Once back, and now acutely attuned to the world about her, she can no longer fit back into her old elitist and consumer-driven lifestyle; watching operas, discussing art and theatre with friends, shopping for "beautiful things" and aggrandizing her trifling everyday struggles, all seem meaningless to her compared with her recent macro epiphany. Compared with the global struggle for existence, her life begins to feel insignificant. Having lived in the bubble her guilt-free, pleasure-filled life, she is now challenged to look beyond comfort and soon finds herself in the throes of a moral dilemma, questioning the moral consistency of her own life and the choices that have affected the lives of the poor in far corners of the globe. She feels that she cannot be truly free having apprehended this new reality, which confronts her blindness to the harsh truths of the class struggle and her sense of entitlement, which had, in the past, been broken, only occasionally, by displays of sympathy.

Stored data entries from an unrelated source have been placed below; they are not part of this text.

//! Soft alpha estimation from a hard mask.
//!
//! ## Overview
//!
//! The refined mask is first split into a [`Trimap`]. Definite pixels keep
//! alpha 255 or 0; only the unknown band is estimated.
//!
//! ### Closed-form estimate
//!
//! For an unknown pixel with color `I`, the local foreground color `F` and
//! background color `B` are the mean colors of definite foreground and
//! definite background pixels within the estimation radius. Alpha follows
//! from the relative distances of `I` to both:
//!
//! ```text
//! alpha = 1 - |I - F| / (|I - F| + |I - B|)
//! ```
//!
//! Missing samples fall back to black for `F` and white for `B`. When both
//! distances add up to less than 1 the colors coincide and alpha is 1.
//!
//! ### Edge-aware smoothing
//!
//! The unknown band is then smoothed by bilateral passes over the 3x3
//! neighborhood. Each neighbor is weighted by
//!
//! ```text
//! w = exp(-(dx^2 + dy^2) / (2 * sigma_s^2)) * exp(-|I_p - I_q|^2 / (2 * sigma_c^2))
//! ```
//!
//! so alpha is averaged along similar colors and not across image edges.
//! Definite pixels are fixed points of the smoothing.

use image::{Luma, Rgba};
use imageproc::definitions::Image;
use log::debug;

use crate::error::Error;
use crate::imageops_cutout::kmeans::Color;
use crate::imageops_cutout::trimap::{Trimap, TrimapLabel};
use crate::imageops_cutout::Mask;
use crate::utils::{
    color_distance_sq, fill_rows, rgb_f32, round_to_u8, validate_matching_dimensions, window,
};

const FOREGROUND_FALLBACK: Color = [0.0, 0.0, 0.0];
const BACKGROUND_FALLBACK: Color = [255.0, 255.0, 255.0];

/// Parameters of [`AlphaMatteEstimator`].
#[derive(Debug, Clone, PartialEq)]
pub struct MatteConfig {
    /// Window radius used to build the trimap
    pub trimap_radius: u32,
    /// Mask values above this (across the whole window) are definite foreground
    pub foreground_threshold: u8,
    /// Mask values below this (across the whole window) are definite background
    pub background_threshold: u8,
    /// Radius searched for definite samples when estimating local colors
    pub estimation_radius: u32,
    pub smoothing_passes: usize,
    pub spatial_sigma: f32,
    /// Variance of the color-similarity Gaussian
    pub color_sigma_sq: f32,
}

impl Default for MatteConfig {
    fn default() -> Self {
        Self {
            trimap_radius: 2,
            foreground_threshold: 200,
            background_threshold: 50,
            estimation_radius: 5,
            smoothing_passes: 2,
            spatial_sigma: 1.0,
            color_sigma_sq: 1000.0,
        }
    }
}

impl MatteConfig {
    /// Checks that every parameter is usable.
    pub fn validate(&self) -> Result<(), Error> {
        if self.background_threshold > self.foreground_threshold {
            return Err(Error::InvalidParameter(format!(
                "background_threshold ({}) must not exceed foreground_threshold ({})",
                self.background_threshold, self.foreground_threshold
            )));
        }
        if !(self.spatial_sigma > 0.0) || !(self.color_sigma_sq > 0.0) {
            return Err(Error::InvalidParameter(
                "spatial_sigma and color_sigma_sq must be positive".to_string(),
            ));
        }
        Ok(())
    }
}

/// Converts a hard mask into a continuous alpha matte.
#[derive(Debug, Clone, Default)]
pub struct AlphaMatteEstimator {
    config: MatteConfig,
}

impl AlphaMatteEstimator {
    /// Create an estimator after validating `config`.
    pub fn new(config: MatteConfig) -> Result<Self, Error> {
        config.validate()?;
        Ok(Self { config })
    }

    pub const fn config(&self) -> &MatteConfig {
        &self.config
    }

    /// Builds the trimap of `mask` with the configured radius and thresholds.
    pub fn trimap(&self, mask: &Mask) -> Trimap {
        Trimap::from_mask(
            mask,
            self.config.trimap_radius,
            self.config.foreground_threshold,
            self.config.background_threshold,
        )
    }

    /// Estimates the alpha matte of `image` from the refined `mask`.
    pub fn estimate(&self, image: &Image<Rgba<u8>>, mask: &Mask) -> Result<Mask, Error> {
        validate_matching_dimensions(image.dimensions(), mask.dimensions())?;
        let trimap = self.trimap(mask);
        self.estimate_with_trimap(image, &trimap)
    }

    /// Estimates the alpha matte of `image` for an existing trimap.
    pub fn estimate_with_trimap(
        &self,
        image: &Image<Rgba<u8>>,
        trimap: &Trimap,
    ) -> Result<Mask, Error> {
        validate_matching_dimensions(image.dimensions(), trimap.dimensions())?;
        debug!(
            "alpha matting: {} unknown, {} foreground, {} background pixels",
            trimap.count(TrimapLabel::Unknown),
            trimap.count(TrimapLabel::Foreground),
            trimap.count(TrimapLabel::Background)
        );

        let mut alpha = self.closed_form_alpha(image, trimap);
        for _ in 0..self.config.smoothing_passes {
            alpha = self.bilateral_pass(image, trimap, &alpha);
        }

        let (width, height) = image.dimensions();
        let values = alpha.into_iter().map(|a| round_to_u8(a * 255.0)).collect();
        Mask::from_raw(width, height, values).ok_or(Error::ImageBufferCreationFailed)
    }

    /// Per-pixel alpha in `[0, 1]` before smoothing, row-major.
    pub fn closed_form_alpha(&self, image: &Image<Rgba<u8>>, trimap: &Trimap) -> Vec<f32> {
        let (width, height) = image.dimensions();
        let radius = self.config.estimation_radius;

        let mut alpha = vec![0.0f32; width as usize * height as usize];
        fill_rows(&mut alpha, width as usize, |y, row| {
            let y = y as u32;
            for (x, value) in row.iter_mut().enumerate() {
                let x = x as u32;
                *value = match trimap.label(x, y) {
                    TrimapLabel::Foreground => 1.0,
                    TrimapLabel::Background => 0.0,
                    TrimapLabel::Unknown => {
                        let (foreground, background) =
                            local_colors(image, trimap, x, y, radius);
                        solve_alpha(rgb_f32(image.get_pixel(x, y)), foreground, background)
                    }
                };
            }
        });
        alpha
    }

    fn bilateral_pass(&self, image: &Image<Rgba<u8>>, trimap: &Trimap, alpha: &[f32]) -> Vec<f32> {
        let (width, height) = image.dimensions();
        let spatial_denominator = 2.0 * self.config.spatial_sigma * self.config.spatial_sigma;
        let color_denominator = 2.0 * self.config.color_sigma_sq;

        let mut smoothed = alpha.to_vec();
        fill_rows(&mut smoothed, width as usize, |y, row| {
            let y = y as u32;
            for (x, value) in row.iter_mut().enumerate() {
                let x = x as u32;
                if trimap.label(x, y) != TrimapLabel::Unknown {
                    continue;
                }

                let center = rgb_f32(image.get_pixel(x, y));
                let mut weighted = 0.0;
                let mut total = 0.0;
                for (nx, ny) in window(x, y, 1, width, height) {
                    let dx = nx as f32 - x as f32;
                    let dy = ny as f32 - y as f32;
                    let neighbor = rgb_f32(image.get_pixel(nx, ny));
                    let weight = (-dx.mul_add(dx, dy * dy) / spatial_denominator).exp()
                        * (-color_distance_sq(center, neighbor) / color_denominator).exp();
                    weighted += weight * alpha[(ny * width + nx) as usize];
                    total += weight;
                }
                if total > 0.0 {
                    *value = (weighted / total).clamp(0.0, 1.0);
                }
            }
        });
        smoothed
    }
}

/// Mean colors of definite foreground and background pixels around `(x, y)`.
fn local_colors(
    image: &Image<Rgba<u8>>,
    trimap: &Trimap,
    x: u32,
    y: u32,
    radius: u32,
) -> (Color, Color) {
    let (width, height) = image.dimensions();
    let mut foreground = ([0.0f32; 3], 0u32);
    let mut background = ([0.0f32; 3], 0u32);

    for (nx, ny) in window(x, y, radius, width, height) {
        let accumulator = match trimap.label(nx, ny) {
            TrimapLabel::Foreground => &mut foreground,
            TrimapLabel::Background => &mut background,
            TrimapLabel::Unknown => continue,
        };
        let color = rgb_f32(image.get_pixel(nx, ny));
        for c in 0..3 {
            accumulator.0[c] += color[c];
        }
        accumulator.1 += 1;
    }

    let mean = |(sum, count): ([f32; 3], u32), fallback: Color| {
        if count == 0 {
            fallback
        } else {
            let inv = 1.0 / count as f32;
            [sum[0] * inv, sum[1] * inv, sum[2] * inv]
        }
    };
    (
        mean(foreground, FOREGROUND_FALLBACK),
        mean(background, BACKGROUND_FALLBACK),
    )
}

/// Solves the compositing equation by relative color distance.
///
/// Always returns a value in `[0, 1]`.
#[inline]
pub fn solve_alpha(color: Color, foreground: Color, background: Color) -> f32 {
    let to_foreground = color_distance_sq(color, foreground).sqrt();
    let to_background = color_distance_sq(color, background).sqrt();
    let total = to_foreground + to_background;
    if total < 1.0 {
        return 1.0;
    }
    (1.0 - to_foreground / total).clamp(0.0, 1.0)
}

/// Estimates the alpha matte with the default configuration.
pub fn estimate_alpha(image: &Image<Rgba<u8>>, mask: &Mask) -> Result<Mask, Error> {
    AlphaMatteEstimator::default().estimate(image, mask)
}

She returns to the war-torn nation to explore her feelings further, this new reality now drawing her ever-deeper. This leads to a delirious bout of fever in a run-down hotel where her inner-self challenges her need for comfort and entitlement, culminating in a moment of spiritual awakening and a perceived 'oneness' with all reality. Finally she sees the truth about her own life and her innate connection with every human being, apprehending the transient nature of her material life. She can no longer sit, immersed in her personal comforts and vanity, or "clean sheets" as she terms it, and pretend it's all right when the world around her is filled with strife and exploitation for millions of people. She is lustrated of her previous immunity towards their predicament and is, by extension, finally able to see the truth of her own life, as summarised by the film's tag-line: Enlightenment Can Be Brutal.

==Cast==
- Vanessa Redgrave as Woman
- Angelina Jolie as Revolutionary
- Michael Moore as Reporter
- Joely Richardson as Woman At 30

==Production==
The film was shot in studio and on location in Zagreb, Croatia. Additional location shooting was done in England and North Wales, specifically Snowdonia and Penmon.

==Awards==
- 2005: Bratislava International Film Festival:Grand Prix: Carlo Gabriel Nero: Nominated
- 2008: Screen Actors Guild Awards: Outstanding Performance by a Female Actor in a Television Movie or Miniseries: Vanessa Redgrave: Nominated

==Reception==
A review in The New York Times describes Shawn's play as a "controversial study of the growing chasm between the first and third world."
 The same newspaper describes the film adaptation as "a drama that employs animation and thought-provoking first-person monologues to explore the concept of bourgeois privilege."